Quem visse o homem parado próximo aos guichês de compras das passagens pensaria que ele estava dormindo em pé. Sua compleição robusta e atraente indicava um alto grau de compenetração, mas por trás de seu chapéu Fedora de veludo preto os olhos estavam mais despertos que nunca.

Ele não estava sozinho. E quando digo isso não me refiro às centenas de pessoas amontoadas à espera do próximo trem. Crianças com seus brinquedos; mães de variados níveis sociais se revezavam para contar as fofocas mais quentes; pais fumando charutos importados e trajando casacos típicos dos filmes noir tão frequentemente lançados nos cinemas; mendigos espalhados com roupas tão sujas e rasgadas quanto os trapos de chão usados para tentar conter as goteiras que insistiam em aparecer mesmo no subsolo.

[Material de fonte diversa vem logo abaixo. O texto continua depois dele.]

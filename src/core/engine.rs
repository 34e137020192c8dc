//! Copy orchestration
//!
//! enumerate → plan → space check → execute, either inline
//! ([`CopyEngine::execute`]) or on a background worker thread
//! ([`CopyEngine::spawn`]) that reports through [`CopyEvent`]s.

use crate::config::CopyConfig;
use crate::core::{plan_copy, CopyEvent, CopyExecutor, CopyPlan, RunSummary, WorkerCommand};
use crate::error::{MclubError, Result};
use crate::fs::{check_space, enumerate_sources, CopyOptions, SourceListing, SpaceProbe, SystemSpaceProbe};
use crossbeam::channel::{unbounded, Receiver, Sender};
use std::thread;
use std::time::Instant;

/// Main copy engine
pub struct CopyEngine {
    /// Configuration
    config: CopyConfig,
    /// Copy primitive options
    options: CopyOptions,
    /// Destination free-space source
    probe: Box<dyn SpaceProbe>,
}

impl CopyEngine {
    /// Create a new copy engine
    pub fn new(config: CopyConfig) -> Self {
        let options = CopyOptions {
            preserve_permissions: config.preserve,
            preserve_mtime: config.preserve,
            ..Default::default()
        };

        Self {
            config,
            options,
            probe: Box::new(SystemSpaceProbe),
        }
    }

    /// Replace the free-space probe
    pub fn with_space_probe(mut self, probe: impl SpaceProbe + 'static) -> Self {
        self.probe = Box::new(probe);
        self
    }

    /// Enumerate the sources and build the plan, touching nothing.
    pub fn plan(&self) -> Result<(SourceListing, CopyPlan)> {
        let listing = enumerate_sources(&self.config.sources)?;
        let plan = plan_copy(&listing, &self.config.destination, &self.config.policy())?;
        Ok((listing, plan))
    }

    /// Run inline without an observer
    pub fn execute(&self) -> Result<RunSummary> {
        let (events, _ignored) = unbounded();
        let (_keep, commands) = unbounded();
        self.execute_with(&events, &commands)
    }

    /// Run inline, reporting through `events` and polling `commands`.
    ///
    /// Returns `Err` only when the run could not start; in particular
    /// [`MclubError::InsufficientSpace`] is returned before any file is
    /// written.
    pub fn execute_with(
        &self,
        events: &Sender<CopyEvent>,
        commands: &Receiver<WorkerCommand>,
    ) -> Result<RunSummary> {
        let start = Instant::now();
        let mut summary = RunSummary::new();

        let (listing, plan) = self.plan()?;
        summary.errors.extend(listing.errors);

        let required = plan.required_bytes();
        let available = check_space(self.probe.as_ref(), &plan.destination_root, required)?;
        tracing::info!(
            "Copying {} files ({} bytes, {} kept) into {} with {} bytes free",
            plan.write_count(),
            required,
            plan.skip_count(),
            plan.destination_root.display(),
            available
        );

        let _ = events.send(CopyEvent::Planned {
            files_total: plan.tasks.len(),
            bytes_total: required,
            skipped: plan.skip_count(),
        });

        let executor = CopyExecutor::new(self.options.clone());
        let mut summary = executor.run(plan, summary, events, commands);
        summary.duration = start.elapsed();
        Ok(summary)
    }

    /// Move the engine onto a background thread.
    pub fn spawn(self) -> CopyHandle {
        self.spawn_on(unbounded())
    }

    fn spawn_on(self, (event_tx, event_rx): (Sender<CopyEvent>, Receiver<CopyEvent>)) -> CopyHandle {
        let (command_tx, command_rx) = unbounded();

        let join = thread::spawn(move || {
            let result = self.execute_with(&event_tx, &command_rx);

            let terminal = match &result {
                Ok(summary) => CopyEvent::Finished(summary.clone()),
                Err(MclubError::InsufficientSpace {
                    required, available, ..
                }) => CopyEvent::SpaceCheckFailed {
                    required: *required,
                    available: *available,
                },
                Err(e) => CopyEvent::Failed(e.to_string()),
            };
            let _ = event_tx.send(terminal);

            tracing::debug!("Copy worker shutting down");
            result
        });

        CopyHandle {
            events: event_rx,
            commands: command_tx,
            join,
        }
    }
}

/// Observer side of a background copy
pub struct CopyHandle {
    events: Receiver<CopyEvent>,
    commands: Sender<WorkerCommand>,
    join: thread::JoinHandle<Result<RunSummary>>,
}

impl CopyHandle {
    /// Event stream; ends after the terminal event
    pub fn events(&self) -> &Receiver<CopyEvent> {
        &self.events
    }

    /// Ask the worker to stop after the current file
    pub fn cancel(&self) {
        self.canceller().cancel();
    }

    /// Detached cancel trigger, e.g. for a signal handler
    pub fn canceller(&self) -> Canceller {
        Canceller {
            commands: self.commands.clone(),
        }
    }

    /// Wait for the worker and take its result
    pub fn join(self) -> Result<RunSummary> {
        self.join.join().map_err(|_| MclubError::WorkerDisconnected)?
    }
}

/// Sends [`WorkerCommand::Cancel`] from anywhere
#[derive(Debug, Clone)]
pub struct Canceller {
    commands: Sender<WorkerCommand>,
}

impl Canceller {
    /// Ask the worker to stop after the current file
    pub fn cancel(&self) {
        let _ = self.commands.send(WorkerCommand::Cancel);
    }
}
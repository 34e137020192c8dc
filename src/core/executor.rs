//! Sequential copy executor
//!
//! Works through a [`CopyPlan`] one task at a time. A failing file is
//! recorded and the run moves on; only a cancel command stops it early.

use crate::core::{CopyEvent, CopyPlan, RunSummary, WorkerCommand};
use crate::fs::{CopyOptions, FileCopier};
use crossbeam::channel::{Receiver, Sender};
use std::time::Instant;

/// Executes a plan, reporting after every task
pub struct CopyExecutor {
    copier: FileCopier,
}

impl CopyExecutor {
    /// Create an executor with the given copy options
    pub fn new(options: CopyOptions) -> Self {
        Self {
            copier: FileCopier::new(options),
        }
    }

    /// Run every task of `plan`, folding results into `summary`.
    ///
    /// `commands` is polled between files. A closed command channel is
    /// treated as "no more commands", not as a cancel.
    pub fn run(
        &self,
        plan: CopyPlan,
        mut summary: RunSummary,
        events: &Sender<CopyEvent>,
        commands: &Receiver<WorkerCommand>,
    ) -> RunSummary {
        let start = Instant::now();
        let files_total = plan.tasks.len();
        let bytes_total = plan.required_bytes();

        for (index, task) in plan.tasks.into_iter().enumerate() {
            if let Ok(WorkerCommand::Cancel) = commands.try_recv() {
                tracing::info!("Copy cancelled after {} of {} files", index, files_total);
                summary.cancelled = true;
                break;
            }

            if task.overwrite_decision.writes() {
                match self.copier.copy(&task.source, &task.destination) {
                    Ok(stats) => {
                        tracing::debug!(
                            "Copied {} -> {} ({} bytes)",
                            task.source.display(),
                            task.destination.display(),
                            stats.bytes_copied
                        );
                        summary.record_copied(stats.bytes_copied);
                    }
                    Err(e) => {
                        tracing::warn!("Failed to copy {}: {}", task.source.display(), e);
                        summary.record_failure(&task.source, e.to_string());
                    }
                }
            } else {
                tracing::debug!("Kept existing {}", task.destination.display());
                summary.record_skipped();
            }

            let _ = events.send(CopyEvent::Progress {
                current_file: task.source,
                bytes_done: summary.bytes_copied,
                bytes_total,
                files_done: index + 1,
                files_total,
            });
        }

        summary.duration += start.elapsed();
        summary
    }
}
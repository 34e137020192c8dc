//! Run summary

use chrono::{DateTime, Local};
use serde::{Deserialize, Serialize, Serializer};
use std::path::{Path, PathBuf};
use std::time::Duration;

/// One file that could not be read or copied
#[derive(Debug, Clone, PartialEq, Eq, Serialize, Deserialize)]
pub struct CopyFailure {
    /// Source (or unreadable directory) path
    pub path: PathBuf,
    /// User-facing error text
    pub message: String,
}

impl CopyFailure {
    /// Create a failure record
    pub fn new(path: &Path, message: impl Into<String>) -> Self {
        Self {
            path: path.to_path_buf(),
            message: message.into(),
        }
    }
}

fn duration_secs<S: Serializer>(duration: &Duration, serializer: S) -> Result<S::Ok, S::Error> {
    serializer.serialize_f64(duration.as_secs_f64())
}

/// Outcome of one run
#[derive(Debug, Clone, Serialize)]
pub struct RunSummary {
    /// Files written to the destination
    pub files_copied: u64,
    /// Files left alone because the destination was kept
    pub files_skipped: u64,
    /// Bytes written
    pub bytes_copied: u64,
    /// Per-file failures, in the order they happened
    pub errors: Vec<CopyFailure>,
    /// Stopped early on request
    pub cancelled: bool,
    /// Wall-clock start
    pub started_at: DateTime<Local>,
    /// Total duration
    #[serde(rename = "duration_secs", serialize_with = "duration_secs")]
    pub duration: Duration,
}

impl Default for RunSummary {
    fn default() -> Self {
        Self::new()
    }
}

impl RunSummary {
    /// Empty summary stamped with the current time
    pub fn new() -> Self {
        Self {
            files_copied: 0,
            files_skipped: 0,
            bytes_copied: 0,
            errors: Vec::new(),
            cancelled: false,
            started_at: Local::now(),
            duration: Duration::ZERO,
        }
    }

    /// Count one written file
    pub fn record_copied(&mut self, bytes: u64) {
        self.files_copied += 1;
        self.bytes_copied += bytes;
    }

    /// Count one kept destination
    pub fn record_skipped(&mut self) {
        self.files_skipped += 1;
    }

    /// Add one path-scoped error
    pub fn record_failure(&mut self, path: &Path, message: impl Into<String>) {
        self.errors.push(CopyFailure::new(path, message));
    }

    /// Number of collected errors
    pub fn error_count(&self) -> usize {
        self.errors.len()
    }

    /// Check if the copy was completely successful
    pub fn is_success(&self) -> bool {
        self.errors.is_empty() && !self.cancelled
    }

    /// Average throughput in bytes/second
    pub fn throughput(&self) -> f64 {
        let secs = self.duration.as_secs_f64();
        if secs > 0.0 {
            self.bytes_copied as f64 / secs
        } else {
            0.0
        }
    }

    /// Print summary to console
    pub fn print_summary(&self) {
        if self.cancelled {
            println!("\n=== Copy Cancelled ===");
        } else {
            println!("\n=== Copy Summary ===");
        }
        println!("Started:         {}", self.started_at.format("%Y-%m-%d %H:%M:%S"));
        println!("Files copied:    {}", self.files_copied);
        println!("Files skipped:   {}", self.files_skipped);
        println!("Bytes copied:    {}", humansize::format_size(self.bytes_copied, humansize::BINARY));
        println!(
            "Duration:        {}",
            humantime::format_duration(Duration::from_millis(self.duration.as_millis() as u64))
        );
        println!("Throughput:      {}/s", humansize::format_size(self.throughput() as u64, humansize::BINARY));

        if !self.errors.is_empty() {
            println!("\nFailures: {}", self.errors.len());
            for failure in &self.errors {
                println!("  {} - {}", failure.path.display(), failure.message);
            }
        }
    }

    /// JSON rendering for `--output-format json`
    pub fn to_json(&self) -> crate::error::Result<String> {
        Ok(serde_json::to_string_pretty(self)?)
    }
}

O homem não estava sozinho pois outra figura, tão encapuzada quanto ele, se mesclava com as sombras das passagens subterrâneas. De longe não era possível vislumbrar seu rosto ou seu contorno definido, mas pela maneira como parava e pelo tamanho avantajado da sombra era outro homem. Seu aspecto soturno e sorrateiro não atraiu atenção de mais ninguém, e foi por isso que nosso personagem soube imediatamente que era com ele que deveria falar.

Aproveitando a chegada do trem e a distração esbaforida da multidão ele se esgueirou por entre os canos grossos e enferrujados tomando cuidado com as poças de urina e outras substâncias inomináveis. Poderia ter dinheiro, mas era zeloso com cada uma de suas coisas e as botas de couro não eram diferentes.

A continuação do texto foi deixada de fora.